- PROBLEM TO SOLVE:
Pull every line holding the word "CommentsResponse" from the data below and copy it.

- Saved entries:
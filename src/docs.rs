use utoipa::openapi::security::{ApiKey, ApiKeyValue, SecurityScheme};
use utoipa::{Modify, OpenApi};

use vibeflix_auth::SESSION_COOKIE;
use vibeflix_models::Role;
use vibeflix_models::auth::{AuthResponse, LoginRequest, MessageResponse, RegisterRequest};
use vibeflix_models::comments::{
    CommentAuthor, CommentDto, CommentResponse, CommentWithAuthor, CommentsResponse,
};
use vibeflix_models::completions::{CompletionResponse, LessonCompletion};
use vibeflix_models::courses::{
    Course, CourseDetail, CourseDetailResponse, CourseDto, CourseListItem, CourseResponse,
    CourseSummary, CourseWithCounts, CoursesResponse,
};
use vibeflix_models::enrollments::{
    CreateEnrollmentDto, Enrollment, EnrollmentDetail, EnrollmentDetailResponse, EnrollmentResponse,
    EnrollmentStatus, EnrollmentsResponse, UpdateEnrollmentDto,
};
use vibeflix_models::lesson_plans::{
    LessonPlan, LessonPlanDto, LessonPlanResponse, LessonPlansResponse,
};
use vibeflix_models::lessons::{
    Lesson, LessonDetail, LessonDetailResponse, LessonDto, LessonResponse, LessonsResponse,
};
use vibeflix_models::notes::{
    NoteDto, NoteResponse, NoteWithLesson, NotesResponse, StudentNote, UpdateNoteDto,
};
use vibeflix_models::users::{
    CreateStudentDto, StudentResponse, StudentWithStats, StudentsResponse, UpdateStudentDto, User,
    UserResponse, UserSummary,
};

use crate::modules::auth::controller::ErrorResponse;
use crate::modules::health::HealthResponse;

#[derive(OpenApi)]
#[openapi(
    paths(
        crate::modules::health::health,
        crate::modules::auth::controller::login,
        crate::modules::auth::controller::register,
        crate::modules::auth::controller::logout,
        crate::modules::auth::controller::current_user,
        crate::modules::courses::controller::list_courses,
        crate::modules::courses::controller::create_course,
        crate::modules::courses::controller::get_course,
        crate::modules::courses::controller::update_course,
        crate::modules::courses::controller::delete_course,
        crate::modules::lessons::controller::list_lessons,
        crate::modules::lessons::controller::create_lesson,
        crate::modules::lessons::controller::get_lesson,
        crate::modules::lessons::controller::update_lesson,
        crate::modules::lessons::controller::delete_lesson,
        crate::modules::lessons::controller::complete_lesson,
        crate::modules::lessons::controller::uncomplete_lesson,
        crate::modules::enrollments::controller::list_enrollments,
        crate::modules::enrollments::controller::upsert_enrollment,
        crate::modules::enrollments::controller::update_enrollment,
        crate::modules::enrollments::controller::delete_enrollment,
        crate::modules::notes::controller::list_notes,
        crate::modules::notes::controller::upsert_note,
        crate::modules::notes::controller::update_note,
        crate::modules::notes::controller::delete_note,
        crate::modules::comments::controller::list_comments,
        crate::modules::comments::controller::create_comment,
        crate::modules::comments::controller::delete_comment,
        crate::modules::lesson_plans::controller::list_lesson_plans,
        crate::modules::lesson_plans::controller::create_lesson_plan,
        crate::modules::lesson_plans::controller::update_lesson_plan,
        crate::modules::lesson_plans::controller::delete_lesson_plan,
        crate::modules::students::controller::get_students,
        crate::modules::students::controller::create_student,
        crate::modules::students::controller::get_student,
        crate::modules::students::controller::update_student,
        crate::modules::students::controller::delete_student,
    ),
    components(
        schemas(
            ErrorResponse,
            HealthResponse,
            MessageResponse,
            Role,
            User,
            UserSummary,
            LoginRequest,
            RegisterRequest,
            AuthResponse,
            Course,
            CourseSummary,
            CourseWithCounts,
            CourseListItem,
            CourseDetail,
            CourseDto,
            CoursesResponse,
            CourseResponse,
            CourseDetailResponse,
            Lesson,
            LessonDetail,
            LessonDto,
            LessonsResponse,
            LessonResponse,
            LessonDetailResponse,
            LessonCompletion,
            CompletionResponse,
            LessonPlan,
            LessonPlanDto,
            LessonPlansResponse,
            LessonPlanResponse,
            Enrollment,
            EnrollmentStatus,
            EnrollmentDetail,
            CreateEnrollmentDto,
            UpdateEnrollmentDto,
            EnrollmentsResponse,
            EnrollmentResponse,
            EnrollmentDetailResponse,
            StudentNote,
            NoteWithLesson,
            NoteDto,
            UpdateNoteDto,
            NotesResponse,
            NoteResponse,
            CommentAuthor,
            CommentWithAuthor,
            CommentDto,
            CommentsResponse,
            CommentResponse,
            StudentWithStats,
            CreateStudentDto,
            UpdateStudentDto,
            StudentsResponse,
            StudentResponse,
            UserResponse,
        )
    ),
    modifiers(&SecurityAddon),
    tags(
        (name = "Health", description = "Liveness"),
        (name = "Authentication", description = "Cookie session login, registration and logout"),
        (name = "Courses", description = "Course catalogue and administration"),
        (name = "Lessons", description = "Lessons, playback view and completion"),
        (name = "Enrollments", description = "Student access to courses"),
        (name = "Notes", description = "Private per-lesson student notes"),
        (name = "Comments", description = "Public lesson comments"),
        (name = "Lesson plans", description = "Scheduled course outline"),
        (name = "Students", description = "Student administration")
    ),
    info(
        title = "Vibeflix API",
        version = "0.1.0",
        description = "Video course platform API built with Rust, Axum, and PostgreSQL, authenticated by a signed session cookie.",
        license(
            name = "MIT"
        )
    )
)]
pub struct ApiDoc;

struct SecurityAddon;

impl Modify for SecurityAddon {
    fn modify(&self, openapi: &mut utoipa::openapi::OpenApi) {
        if let Some(components) = openapi.components.as_mut() {
            components.add_security_scheme(
                "session_cookie",
                SecurityScheme::ApiKey(ApiKey::Cookie(ApiKeyValue::new(SESSION_COOKIE))),
            )
        }
    }
}

#[cfg(test)]
mod tests {
    use super::*;

    #[test]
    fn test_openapi_lists_gated_routes() {
        let doc = ApiDoc::openapi();
        assert!(doc.paths.paths.contains_key("/api/auth/login"));
        assert!(doc.paths.paths.contains_key("/api/enrollments"));
        assert!(doc.paths.paths.contains_key("/api/lessons/{id}/complete"));
        assert!(doc.paths.paths.contains_key("/api/admin/students/{id}"));
    }

    #[test]
    fn test_openapi_declares_cookie_scheme() {
        let doc = ApiDoc::openapi();
        let components = doc.components.expect("components");
        assert!(components.security_schemes.contains_key("session_cookie"));
    }

    #[test]
    fn test_openapi_registers_response_wrappers() {
        let doc = ApiDoc::openapi();
        let schemas = doc.components.expect("components").schemas;
        for name in ["CoursesResponse", "LessonDetailResponse", "LessonPlansResponse", "UserResponse"] {
            assert!(schemas.contains_key(name), "missing schema {}", name);
        }
    }
}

- ANSWER AREA:
    CommentAuthor, CommentDto, CommentResponse, CommentWithAuthor, CommentsResponse,
            CommentsResponse,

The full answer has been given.